The governor of the Bank of England has warned that Britain faces an “acute challenge” from weak economic growth and a decline in the number of people in employment since the pandemic. Speaking at a US Federal Reserve conference, Andrew Bailey said the Bank has turned its focus away from long-term trends in unemployment and is instead looking at levels of labour force participation. Data shows that 21% of Britons aged 16-64 were neither in work nor actively seeking a job in Q2, with this down on a peak of 22.2% recorded in 2024 but above the 20.3% seen pre-pandemic. Analysis shows that mental health issues are the most common reason for being inactive, something Mr Bailey described as a “very concerning development.”

💡Director ID checks may cost firms ‘tens of millions’

Business leaders could end up spending vast sums to comply with laws designed to prevent fraud, with third-party firms charging up to £250 to help directors navigate Companies House’s new ID verification process. As of November, company directors must verify their identities before their firm’s annual confirmation statement, with those failing to do so potentially facing fines, disqualification or being struck off the register. Cindy van Niekerk, head of ID service Umazi, said: “We are seeing third-party providers charging anywhere from £45 to £250 per verification. Multiply that across six to seven million directors and the bill could run into the tens of millions.”
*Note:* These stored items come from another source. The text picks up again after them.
//! Start/stop/restart/reset/delete (spec §6 "Instance actions"). Each runner
//! is handed an already-claimed [`Task`] with `instance_id` set, checks
//! eligibility against the current persisted status, moves the instance
//! through its transitional state, calls the provider adapter, and settles on
//! the terminal state.

use fv_core::error::CoreError;
use fv_core::model::{Instance, InstanceStatus, Task};
use fv_storage::Storage;
use tracing::info;

use crate::state;
use crate::{Engine, PostCreateHooks, ProviderDirectory};

pub(crate) fn instance_id(task: &Task) -> Result<&str, CoreError> {
    task.instance_id.as_deref().ok_or_else(|| CoreError::ValidationFailed {
        reason: "task has no instance_id".to_string(),
    })
}

pub(crate) async fn load<S: Storage>(storage: &S, task: &Task) -> Result<Instance, CoreError> {
    storage.get_instance(instance_id(task)?).await
}

pub async fn run_start_task<S: Storage, D: ProviderDirectory, H: PostCreateHooks>(
    engine: &Engine<S, D, H>,
    task: &Task,
) -> Result<(), CoreError> {
    let instance = load(&*engine.storage, task).await?;
    if !state::start_eligible(instance.status, instance.traffic_limited) {
        return Err(CoreError::Conflict {
            reason: format!("instance {} is not eligible to start (status={})", instance.id, instance.status),
        });
    }

    engine.storage.update_instance_status(&instance.id, InstanceStatus::Starting).await?;
    let adapter = engine.directory.adapter(&instance.provider_id).await?;
    match adapter.start_instance(&instance.provider_id, &instance.id).await {
        Ok(()) => {
            engine.storage.update_instance_status(&instance.id, InstanceStatus::Running).await?;
            let refreshed = engine.storage.get_instance(&instance.id).await?;
            engine.hooks.on_instance_running(&refreshed).await?;
            info!(instance_id = %instance.id, "instance started");
            Ok(())
        }
        Err(e) => {
            engine.storage.update_instance_status(&instance.id, InstanceStatus::Stopped).await?;
            Err(e)
        }
    }
}

pub async fn run_stop_task<S: Storage, D: ProviderDirectory, H: PostCreateHooks>(
    engine: &Engine<S, D, H>,
    task: &Task,
) -> Result<(), CoreError> {
    let instance = load(&*engine.storage, task).await?;
    if !state::stop_eligible(instance.status) {
        return Err(CoreError::Conflict {
            reason: format!("instance {} is not eligible to stop (status={})", instance.id, instance.status),
        });
    }

    engine.storage.update_instance_status(&instance.id, InstanceStatus::Stopping).await?;
    let adapter = engine.directory.adapter(&instance.provider_id).await?;
    match adapter.stop_instance(&instance.provider_id, &instance.id).await {
        Ok(()) => {
            engine.storage.update_instance_status(&instance.id, InstanceStatus::Stopped).await?;
            info!(instance_id = %instance.id, "instance stopped");
            Ok(())
        }
        Err(e) => {
            engine.storage.update_instance_status(&instance.id, InstanceStatus::Running).await?;
            Err(e)
        }
    }
}

pub async fn run_restart_task<S: Storage, D: ProviderDirectory, H: PostCreateHooks>(
    engine: &Engine<S, D, H>,
    task: &Task,
) -> Result<(), CoreError> {
    let instance = load(&*engine.storage, task).await?;
    if !state::restart_eligible(instance.status, instance.traffic_limited) {
        return Err(CoreError::Conflict {
            reason: format!("instance {} is not eligible to restart (status={})", instance.id, instance.status),
        });
    }

    engine.storage.update_instance_status(&instance.id, InstanceStatus::Restarting).await?;
    let adapter = engine.directory.adapter(&instance.provider_id).await?;
    match adapter.restart_instance(&instance.provider_id, &instance.id).await {
        Ok(()) => {
            engine.storage.update_instance_status(&instance.id, InstanceStatus::Running).await?;
            info!(instance_id = %instance.id, "instance restarted");
            Ok(())
        }
        Err(e) => {
            engine.storage.update_instance_status(&instance.id, InstanceStatus::Unavailable).await?;
            Err(e)
        }
    }
}

/// A reset is a hard restart (spec §6: no adapter method distinct from
/// restart, the distinction is state-reported as `resetting` while in
/// flight rather than `restarting`).
pub async fn run_reset_task<S: Storage, D: ProviderDirectory, H: PostCreateHooks>(
    engine: &Engine<S, D, H>,
    task: &Task,
) -> Result<(), CoreError> {
    let instance = load(&*engine.storage, task).await?;
    if !state::reset_eligible(instance.status, instance.traffic_limited) {
        return Err(CoreError::Conflict {
            reason: format!("instance {} is not eligible to reset (status={})", instance.id, instance.status),
        });
    }

    engine.storage.update_instance_status(&instance.id, InstanceStatus::Resetting).await?;
    let adapter = engine.directory.adapter(&instance.provider_id).await?;
    match adapter.restart_instance(&instance.provider_id, &instance.id).await {
        Ok(()) => {
            engine.storage.update_instance_status(&instance.id, InstanceStatus::Running).await?;
            info!(instance_id = %instance.id, "instance reset");
            Ok(())
        }
        Err(e) => {
            engine.storage.update_instance_status(&instance.id, InstanceStatus::Unavailable).await?;
            Err(e)
        }
    }
}

pub async fn run_delete_task<S: Storage, D: ProviderDirectory, H: PostCreateHooks>(
    engine: &Engine<S, D, H>,
    task: &Task,
) -> Result<(), CoreError> {
    let instance = load(&*engine.storage, task).await?;
    if !state::delete_eligible(instance.status) {
        return Err(CoreError::Conflict {
            reason: format!("instance {} is already deleting", instance.id),
        });
    }

    engine.storage.update_instance_status(&instance.id, InstanceStatus::Deleting).await?;
    let adapter = engine.directory.adapter(&instance.provider_id).await?;
    adapter.delete_instance(&instance.provider_id, &instance.id).await?;

    let active_ports = engine.storage.list_active_ports(&instance.provider_id).await?;
    let ours: Vec<_> = active_ports.into_iter().filter(|p| p.instance_id == instance.id).collect();
    for mapping in &ours {
        engine.storage.release_port(&mapping.id).await?;
    }

    engine
        .storage
        .release_provider_resources(&instance.provider_id, instance.instance_type)
        .await?;
    engine.storage.delete_instance(&instance.id).await?;
    engine.hooks.on_instance_deleted(&instance.id, &instance.provider_id).await?;
    info!(instance_id = %instance.id, "instance deleted");
    Ok(())
}

#[cfg(test)]
mod tests {
    use super::*;
    use crate::test_support::{seed_instance, task_for, test_engine};

    #[tokio::test]
    async fn stop_then_start_round_trip() {
        let engine = test_engine();
        engine.storage.upsert_instance(seed_instance(InstanceStatus::Running)).await.unwrap();

        run_stop_task(&engine, &task_for("i1", fv_core::model::TaskType::Stop)).await.unwrap();
        let stopped = engine.storage.get_instance("i1").await.unwrap();
        assert_eq!(stopped.status, InstanceStatus::Stopped);

        run_start_task(&engine, &task_for("i1", fv_core::model::TaskType::Start)).await.unwrap();
        let running = engine.storage.get_instance("i1").await.unwrap();
        assert_eq!(running.status, InstanceStatus::Running);
    }

    #[tokio::test]
    async fn starting_an_already_running_instance_conflicts() {
        let engine = test_engine();
        engine.storage.upsert_instance(seed_instance(InstanceStatus::Running)).await.unwrap();
        let err = run_start_task(&engine, &task_for("i1", fv_core::model::TaskType::Start))
            .await
            .unwrap_err();
        assert!(matches!(err, CoreError::Conflict { .. }));
    }

    #[tokio::test]
    async fn delete_releases_ports_and_removes_the_row() {
        let engine = test_engine();
        engine.storage.upsert_instance(seed_instance(InstanceStatus::Stopped)).await.unwrap();
        engine
            .storage
            .insert_port(fv_core::model::PortMapping {
                id: "port1".to_string(),
                instance_id: "i1".to_string(),
                provider_id: "p1".to_string(),
                host_port: 10000,
                guest_port: 22,
                protocol: fv_core::model::PortProtocol::Tcp,
                is_ssh: true,
                description: Some("ssh".to_string()),
                status: fv_core::model::PortStatus::Active,
            })
            .await
            .unwrap();

        run_delete_task(&engine, &task_for("i1", fv_core::model::TaskType::Delete)).await.unwrap();
        assert!(engine.storage.get_instance("i1").await.is_err());
        assert!(engine.storage.list_active_ports("p1").await.unwrap().is_empty());
    }
}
🏬Businesses face £2.5bn property tax hike

Businesses in England are set to be hit with a £2.5bn rise in property tax payments next year as both inflation and policy changes drive up costs, according to analysis by tax firm Ryan. Business rates, which are based on the value of commercial properties, will increase in line with September’s consumer price index, with inflation expected to reach 4%, adding around £1.11bn to bills. In addition, from April 2026 a new supplementary multiplier of up to 10p will apply to properties with a rateable value above £500,000, shifting about £1.38bn of government-funded discounts onto larger occupiers. It is estimated that this will affect 17,000 properties nationwide. Alex Probyn of Ryan said: “The 2026 revaluation itself is a redistribution exercise, but when you layer on both inflation and the new supplementary multiplier, businesses are left staring down the barrel of an unavoidable double hit.” He argues that larger occupiers “will shoulder a disproportionate burden.” He notes that the UK already has the highest property taxes in the developed world, before warning that the £2.5bn increase “risks undermining the UK’s competitiveness at a critical time for the economy.”

👤Young workers warn of WFH isolation

A survey of 8,000 UK workers shows that four in ten 16-to-24 year olds have become unhappy while working from home, saying they feel lonely or socially isolated. The poll by health insurance firm Bupa shows that 45% of young adults are considering moving to roles that provided more social interaction, compared to 27% of workers across all age groups. Ben Harrison, director of the Work Foundation, said: “Young people’s experience of work has shifted significantly in recent years,” adding that “the rapid introduction of new technologies and a rise in hybrid and remote working practices can risk many young people feeling disconnected from their colleagues and employer.”

🤨Entry-level jobs hit five-year low

Entry-level job listings in the UK have fallen to a five-year low, according to recruitment firm Adzuna’s latest job report. Listings for graduate roles, apprenticeships and other junior positions fell by 6.8% to 209,778 in July and these roles now represent just 21.9% of all vacancies, marking the lowest proportion in half a decade. While graduate positions increased slightly month-on-month in July, they are down by more than a quarter year-on-year. The decline comes after increases to employer National Insurance and the minimum wage drove up workforce costs, with it also noted that companies are increasingly utilising AI for tasks typically handled by junior staff.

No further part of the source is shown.